Димка кивнул, не поворачивая головы. Корецкий встал с дивана.
– Пойду принесу картину. Она будет хорошо смотреться напротив дивана, рядом с окном.
Он вышел из комнаты, не глядя на внука, хотя сердце рвалось от любви, боли и сострадания. Димка должен побыть один. Слава богу, он наконец смог заплакать.
Настя встретила его вопросительным взглядом.
– Как он?
– Плачет, – ответил Корецкий коротко и сел рядом с дочерью. – Не ходи к нему, пускай Димка выплачется. При нас он не сможет.
Они сидели рядом и слушали, как тикают часы в углу кабинета. Через пятнадцать невыносимо долгих минут Корецкий поднялся и снял со стены картину.
– Зачем? – не поняла Настя.
– Лена подарила доску Димке. Хочу повесить картину в его комнате.
– Подарила?! – ахнула Настя. – Ей же цены нет! Почему она решила сделать Димке такой подарок?
Корецкий пожал плечами.
– Может, потому, что существуют вещи гораздо дороже, чем картина. Димка ей жизнь спас, забыла?

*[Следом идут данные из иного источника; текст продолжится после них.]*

use crate::shared::Result;

/// OutputPresenter port for delivering a rendered report
///
/// This port abstracts the output destination (stdout, file) for the
/// CLI's one-shot analysis.
pub trait OutputPresenter {
    /// Presents the rendered report
    ///
    /// # Arguments
    /// * `content` - The formatted report content
    ///
    /// # Errors
    /// Returns an error if the output destination cannot be written.
    fn present(&self, content: &str) -> Result<()>;
}
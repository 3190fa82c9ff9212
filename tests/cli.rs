/// End-to-end tests for the CLI.
///
/// The `analyze` command runs fully offline: reviews come from the
/// built-in sample feeds, scoring uses the lexicon engine and results
/// land in an in-memory database. Each test runs in its own temporary
/// working directory so config auto-discovery cannot leak between tests.
use assert_cmd::cargo::cargo_bin_cmd;
use predicates::prelude::*;
use serde_json::Value;
use std::fs;
use tempfile::TempDir;

// ============================================================================
// Helper Functions
// ============================================================================

/// A command with a scrubbed environment and an isolated working directory.
fn trust_lens_cmd(dir: &TempDir) -> assert_cmd::Command {
    let mut cmd = cargo_bin_cmd!("trust-lens");
    cmd.current_dir(dir.path())
        .env_remove("TRUST_LENS_BIND")
        .env_remove("TRUST_LENS_DB")
        .env_remove("TRUST_LENS_ENGINE")
        .env_remove("TRUST_LENS_GEMINI_MODEL")
        .env_remove("GOOGLE_API_KEY");
    cmd
}

fn write_config(dir: &TempDir, content: &str) {
    fs::write(dir.path().join("trust-lens.config.yml"), content).unwrap();
}

// ============================================================================
// Exit Codes
// ============================================================================

mod exit_code_tests {
    use super::*;

    /// Exit code 0: --help should return success
    #[test]
    fn test_exit_code_help() {
        let dir = TempDir::new().unwrap();
        trust_lens_cmd(&dir).arg("--help").assert().code(0);
    }

    /// Exit code 0: --version should return success
    #[test]
    fn test_exit_code_version() {
        let dir = TempDir::new().unwrap();
        trust_lens_cmd(&dir).arg("--version").assert().code(0);
    }

    /// Exit code 2: Unknown option
    #[test]
    fn test_exit_code_invalid_option() {
        let dir = TempDir::new().unwrap();
        trust_lens_cmd(&dir).arg("--invalid-option").assert().code(2);
    }

    /// Exit code 2: Missing subcommand
    #[test]
    fn test_exit_code_missing_subcommand() {
        let dir = TempDir::new().unwrap();
        trust_lens_cmd(&dir).assert().code(2);
    }

    /// Exit code 2: Invalid format value
    #[test]
    fn test_exit_code_invalid_format() {
        let dir = TempDir::new().unwrap();
        trust_lens_cmd(&dir)
            .args(["analyze", "--name", "Lamp", "--format", "yaml"])
            .assert()
            .code(2);
    }

    /// Exit code 2: Invalid engine value
    #[test]
    fn test_exit_code_invalid_engine() {
        let dir = TempDir::new().unwrap();
        trust_lens_cmd(&dir)
            .args(["analyze", "--name", "Lamp", "--engine", "llama"])
            .assert()
            .code(2);
    }

    /// Exit code 3: Application error - nothing to analyze
    #[test]
    fn test_exit_code_analyze_without_fields() {
        let dir = TempDir::new().unwrap();
        trust_lens_cmd(&dir)
            .arg("analyze")
            .assert()
            .code(3)
            .stderr(predicate::str::contains("--name"));
    }
}

// ============================================================================
// Analyze Command
// ============================================================================

#[test]
fn test_analyze_prints_json_report_on_stdout() {
    let dir = TempDir::new().unwrap();

    let output = trust_lens_cmd(&dir)
        .args(["analyze", "--name", "Standing Desk"])
        .output()
        .unwrap();

    assert!(output.status.success());
    let report: Value = serde_json::from_slice(&output.stdout).unwrap();
    assert_eq!(report["product"]["name"], "Standing Desk");
    assert_eq!(report["product"]["trust_score"]["total_reviews"], 5);
    assert_eq!(report["reviews"].as_array().unwrap().len(), 5);
}

#[test]
fn test_analyze_markdown_format() {
    let dir = TempDir::new().unwrap();

    let output = trust_lens_cmd(&dir)
        .args(["analyze", "--name", "Standing Desk", "--format", "markdown"])
        .output()
        .unwrap();

    assert!(output.status.success());
    let stdout = String::from_utf8_lossy(&output.stdout);
    assert!(stdout.starts_with("# Trust Report: Standing Desk"));
    assert!(stdout.contains("## Trust Score"));
    assert!(stdout.contains("## Reviews (5)"));
}

#[test]
fn test_analyze_reports_verdict_on_stderr() {
    let dir = TempDir::new().unwrap();

    trust_lens_cmd(&dir)
        .args(["analyze", "--name", "Standing Desk"])
        .assert()
        .code(0)
        .stderr(predicate::str::contains("Trust score:"));
}

#[test]
fn test_analyze_writes_output_file() {
    let dir = TempDir::new().unwrap();

    trust_lens_cmd(&dir)
        .args([
            "analyze",
            "--name",
            "Standing Desk",
            "--output",
            "report.json",
        ])
        .assert()
        .code(0)
        .stderr(predicate::str::contains("Report written"));

    let written = fs::read_to_string(dir.path().join("report.json")).unwrap();
    let report: Value = serde_json::from_str(&written).unwrap();
    assert_eq!(report["product"]["name"], "Standing Desk");
}

// ============================================================================
// Config File Handling
// ============================================================================

mod config_file_tests {
    use super::*;

    #[test]
    fn test_auto_discovered_config_is_announced() {
        let dir = TempDir::new().unwrap();
        write_config(&dir, "engine: lexicon\n");

        trust_lens_cmd(&dir)
            .args(["analyze", "--name", "Lamp"])
            .assert()
            .code(0)
            .stderr(predicate::str::contains("Auto-discovered config file"));
    }

    #[test]
    fn test_unknown_config_field_warns() {
        let dir = TempDir::new().unwrap();
        write_config(&dir, "engine: lexicon\nscoring_mode: strict\n");

        trust_lens_cmd(&dir)
            .args(["analyze", "--name", "Lamp"])
            .assert()
            .code(0)
            .stderr(predicate::str::contains(
                "Unknown config field 'scoring_mode'",
            ));
    }

    #[test]
    fn test_invalid_config_yaml_fails() {
        let dir = TempDir::new().unwrap();
        write_config(&dir, "engine: [unclosed\n");

        trust_lens_cmd(&dir)
            .args(["analyze", "--name", "Lamp"])
            .assert()
            .code(3)
            .stderr(predicate::str::contains("Failed to parse config file"));
    }

    #[test]
    fn test_gemini_engine_without_api_key_fails() {
        let dir = TempDir::new().unwrap();
        write_config(&dir, "engine: gemini\n");

        trust_lens_cmd(&dir)
            .args(["analyze", "--name", "Lamp"])
            .assert()
            .code(3)
            .stderr(predicate::str::contains("GOOGLE_API_KEY"));
    }

    #[test]
    fn test_cli_engine_flag_beats_config_file() {
        let dir = TempDir::new().unwrap();
        // Config asks for gemini, but the flag forces the offline engine
        write_config(&dir, "engine: gemini\n");

        trust_lens_cmd(&dir)
            .args(["analyze", "--name", "Lamp", "--engine", "lexicon"])
            .assert()
            .code(0);
    }
}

– Как она? – с раскаянием спросила Настя.
– Она поправится.
– А тот подонок? Её бывший муж?
– Он тоже, – сухо ответил Корецкий. – Не напоминай Димке, он терзается, что не смог его убить. И ради бога, держи себя в руках, поняла? Пошли.
Когда они вошли в комнату, Димка уже спал. Лицо с полуоткрытым ртом и удивлённо приподнятыми бровями выглядело так, словно он находится в глубоком обмороке и одновременно прислушивается к себе – большой спящий ребенок. Он казался таким невозможно невинным, что при взгляде на него невольно щемило сердце.
Корецкий с Настей остановились возле дивана, разглядывая спящего Пилигрима.
– Когда я вижу его таким, – прошептала Настя ломающимся от слез голосом, – мне хочется накрыть его хрустальным куполом и никуда не выпускать, чтобы не испачкался.
Корецкий повесил картину напротив дивана и, бесшумно ступая по ковру, вернулся назад.
– Это невозможно, – ответил он шёпотом. – Как ты можешь оградить его от всего этого? – Он по очереди кивнул на телевизор, компьютер и окно, за которым шумела жизнь. – Нет, Настя, мы должны хорошенько его вооружить, чтобы он знал, за что и против чего сражаться. К сожалению, это всё, что мы можем для него сделать.